Update Wednesday, July 27, 5 p.m. ET:
Dow’s agent, Frank Bilotta, confirmed to Us Weekly that the actor passed away on Wednesday morning. His death was also announced via his official Facebook page.
“We have received confirmation from Christopher, Tony’s son, that Tony passed away earlier this morning, with his loving family at his side to see him through this journey,” his management team wrote. “We know that the world is collectively saddened by the loss of this incredible man. He gave so much to us all and was loved by so many. One fan said it best — ‘It is rare when there is a person who is so universally loved like Tony.'”
They added, “Our heart goes out to Tony’s wife, Lauren, who will miss her soulmate of 42 years … To his son, Christopher, who will dearly miss his father, who was also his best friend* … to his daughter-in-law, Melissa, who loved him like her own father … To his Granddaughter, Tyla, who will undoubtedly carry on her Grandfather’s kind soul, To his Brother Dion and Sister-in-Law, Judy, and to all of his extended family and friends. Words cannot express how much we will all feel his absence, but will cherish the memories he left to each and every one of us.”
As for Tony’s son Christopher, the social media post quoted him as saying: “Although this is a very sad day, I have comfort and peace that he is in a better place. He was the best Dad anyone could ask for. He was my coach, my mentor, my voice of reason, my best friend, my best man in my wedding, and my hero. My wife said something powerful and shows the kind of man he was. She said: ‘Tony was such a kind man. He had such a huge heart and I’ve never heard Tony say a bad or negative thing about anyone.’”
Updated Tuesday, July 26 at 4 p.m. ET:
Dow is “in his last hours,” the actor’s son, Christopher Dow, clarified to Fox News after the sitcom star’s death was prematurely announced earlier on Tuesday.
“This is a difficult time,” Christopher said. Yes he is still alive but in his last hours. Under hospice care.”
The Facebook post announcing Tony’s death has since been deleted.
Original story continues below:
Leave It to Beaver star Tony Dow, who portrayed Wally Cleaver on the 1950s sitcom, has died at age 77.
The late actor’s death was announced Tuesday, July 26, via his official Facebook page.
“It is with an extremely heavy heart that we share with you the passing of our beloved Tony this morning. Tony was a beautiful soul – kind, compassionate, funny and humble,” his management team wrote, per NBC News. “It was truly a joy to just be around him. His gentle voice and unpretentious manner was immediately comforting and you could not help but love him. The world has lost an amazing human being, but we are all richer for the memories that he has left us.”

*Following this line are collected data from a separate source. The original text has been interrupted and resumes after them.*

use screendiff_core::errors::{ExError, ExErrorKind};
use screendiff_core::{DiffOperation, EnvironmentConfig, Node, Result};
use screendiff_engine::{MarkupParser, TreeDiffer};
use screendiff_store::{ArtifactStore, FsArtifactStore};
use std::cell::Cell;
use std::collections::HashMap;

pub const DATE: &str = "20240105";

/// Reads trees serialized in the node wire shape instead of real markup
pub struct JsonParser;

impl MarkupParser for JsonParser {
    fn parse(&self, markup: &str) -> Result<Node> {
        serde_json::from_str(markup)
            .map_err(|e| ExError::new(ExErrorKind::Parse).with_message(e.to_string()))
    }
}

/// Replaces the whole root when the trees differ; counts its calls
#[derive(Default)]
pub struct RootDiffer {
    pub calls: Cell<usize>,
    pub always_empty: bool,
}

impl TreeDiffer for RootDiffer {
    fn diff(&self, current: &Node, preview: &Node) -> Result<Vec<DiffOperation>> {
        self.calls.set(self.calls.get() + 1);
        if self.always_empty || current == preview {
            return Ok(vec![]);
        }
        Ok(vec![DiffOperation::ReplaceElement {
            route: vec![],
            old_value: Some(current.clone()),
            new_value: Some(preview.clone()),
        }])
    }
}

#[allow(dead_code)]
pub fn config() -> EnvironmentConfig {
    let vars: HashMap<String, String> = [
        ("SCREENDIFF_CURRENT_MAIN_APP_ID", "101"),
        ("SCREENDIFF_CURRENT_SUB_APP_ID", "102"),
        ("SCREENDIFF_PREVIEW_MAIN_APP_ID", "201"),
        ("SCREENDIFF_PREVIEW_SUB_APP_ID", "202"),
    ]
    .into_iter()
    .map(|(k, v)| (k.to_string(), v.to_string()))
    .collect();
    EnvironmentConfig::from_vars(vars).unwrap()
}

/// A screen linking to its own main app, with one paragraph of text
#[allow(dead_code)]
pub fn screen(main_app_id: u64, record: u64, paragraph: &str) -> Node {
    let href = format!("/k/{main_app_id}/show#record={record}");
    Node::element(
        "BODY",
        Vec::<(String, String)>::new(),
        vec![
            Node::element("A", [("href", href.as_str())], vec![Node::text("Open")]),
            Node::element(
                "P",
                Vec::<(String, String)>::new(),
                vec![Node::text(paragraph)],
            ),
        ],
    )
}

#[allow(dead_code)]
pub fn put_capture(store: &FsArtifactStore, screen_name: &str, side: &str, tree: &Node) {
    let key = format!("html/{DATE}/{screen_name}-{side}.html");
    store
        .write_text(&key, &serde_json::to_string(tree).unwrap())
        .unwrap();
}
//! Index-addressed storage for the Krylov basis.
//!
//! A fixed pool of `active` vectors (`nKr + 1` for TRLM: the basis plus the
//! next-vector slot) with a scratch region appended past the active range for
//! Ritz recombination. Writes into scratch never alias reads from the active
//! range, so recombination needs no temporary clones.

use crate::EigFloat;

#[derive(Debug, Clone)]
pub struct KrylovBasis<T> {
    dim: usize,
    active: usize,
    vecs: Vec<Vec<T>>,
}

impl<T: EigFloat> KrylovBasis<T> {
    /// A pool of `active` zero vectors of length `dim`.
    pub fn new(dim: usize, active: usize) -> Self {
        Self {
            dim,
            active,
            vecs: (0..active).map(|_| vec![T::zero(); dim]).collect(),
        }
    }

    pub fn vector(&self, i: usize) -> &[T] {
        &self.vecs[i]
    }

    pub fn vector_mut(&mut self, i: usize) -> &mut [T] {
        &mut self.vecs[i]
    }

    /// The first `n` active vectors, for batched kernels.
    pub fn leading(&self, n: usize) -> &[Vec<T>] {
        &self.vecs[..n]
    }

    /// Grow the scratch region to hold `count` vectors past the active range.
    pub fn ensure_scratch(&mut self, count: usize) {
        while self.vecs.len() < self.active + count {
            self.vecs.push(vec![T::zero(); self.dim]);
        }
    }

    /// Disjoint views of the active range and scratch vector `k`.
    pub fn active_and_scratch_mut(&mut self, k: usize) -> (&[Vec<T>], &mut [T]) {
        let (active, scratch) = self.vecs.split_at_mut(self.active);
        (active, &mut scratch[k])
    }

    /// Copy scratch vector `k` into active slot `dst`.
    pub fn promote_scratch(&mut self, k: usize, dst: usize) {
        debug_assert!(dst < self.active);
        let (active, scratch) = self.vecs.split_at_mut(self.active);
        active[dst].copy_from_slice(&scratch[k]);
    }

    /// Copy active vector `src` into active slot `dst`.
    pub fn copy_within(&mut self, src: usize, dst: usize) {
        if src == dst {
            return;
        }
        let (lo, hi) = if src < dst { (src, dst) } else { (dst, src) };
        let (head, tail) = self.vecs.split_at_mut(hi);
        if src < dst {
            tail[0].copy_from_slice(&head[lo]);
        } else {
            head[lo].copy_from_slice(&tail[0]);
        }
    }

    /// Disjoint read/write views of two distinct vectors.
    pub fn pair_mut(&mut self, read: usize, write: usize) -> (&[T], &mut [T]) {
        debug_assert_ne!(read, write);
        if read < write {
            let (head, tail) = self.vecs.split_at_mut(write);
            (&head[read], &mut tail[0])
        } else {
            let (head, tail) = self.vecs.split_at_mut(read);
            (&tail[0], &mut head[write])
        }
    }

    pub fn swap(&mut self, i: usize, j: usize) {
        self.vecs.swap(i, j);
    }
}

The post continued: “From the warm reminiscences of Wally Cleaver to those of us fortunate enough to know him personally — thank you Tony. And thank you for the reflections of a simpler time, the laughter, the friendship and for the feeling that you were a big brother to us all. We will miss you.”
Dow’s death comes two months after his wife, Lauren Shulkind, announced that her husband had “once again been diagnosed with cancer.”
“Dear friends and fans of Tony Dow, I have some very sad news to share with you,” she wrote via his official Facebook at the time, Variety noted. “Unfortunately, Tony has once again been diagnosed with cancer. He is approaching this reality so bravely, but it is truly heartbreaking. We want to thank you in advance for your caring thoughts. Our Love, Lauren & Tony.”
Dow portrayed Beaver’s older brother, Wally, on the 1950s sitcom from 1957 to 1963. He later reprised the beloved role for another six years on The New Leave It to Beaver, which aired from 1983 to 1989, as well as in the Still the Beaver TV movie in the early ‘80s.
In addition to his time as the older Cleaver brother, the California native continued to score TV roles throughout the next several decades, including a starring role in 153 episodes of Never Too Young in the mid-‘60s. In the ‘70s and ‘80s, Dow made appearances on Lassie, My Three Sons, Mr. Novak, Murder, She Wrote and Charles in Charge.
The Freddy’s Nightmares alum acted sporadically in the ‘90s and 2000s, with a two-episode arc on Diagnosis Murder in 1999 and a part in the David Spade comedy Dicky Roberts: Former Child Star in 2003. His final acting appearances were in a 2015 episode and a 2016 episode of Suspense.